■ **YOUR INSTRUCTIONS**:
Look through the entries below. Report each line that has the word "Error" in it.

■ **PROVIDED MATERIAL**:
// Shared HTTP client for the retail scrapers.

use std::time::Duration;

use reqwest::Client;

const USER_AGENT: &str = "Mozilla/5.0 (Macintosh; Intel Mac OS X 10_15_7)";

pub fn build_client() -> Result<Client, reqwest::Error> {
    Client::builder()
        .user_agent(USER_AGENT)
        .timeout(Duration::from_secs(15))
        .pool_max_idle_per_host(20)
        .build()
}

/// Variant for shops serving broken certificate chains (apple-market.ru).
pub fn build_insecure_client() -> Result<Client, reqwest::Error> {
    Client::builder()
        .user_agent(USER_AGENT)
        .timeout(Duration::from_secs(15))
        .pool_max_idle_per_host(20)
        .danger_accept_invalid_certs(true)
        .build()
}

■ **TASK OUTPUT**:
pub fn build_client() -> Result<Client, reqwest::Error> {
pub fn build_insecure_client() -> Result<Client, reqwest::Error> {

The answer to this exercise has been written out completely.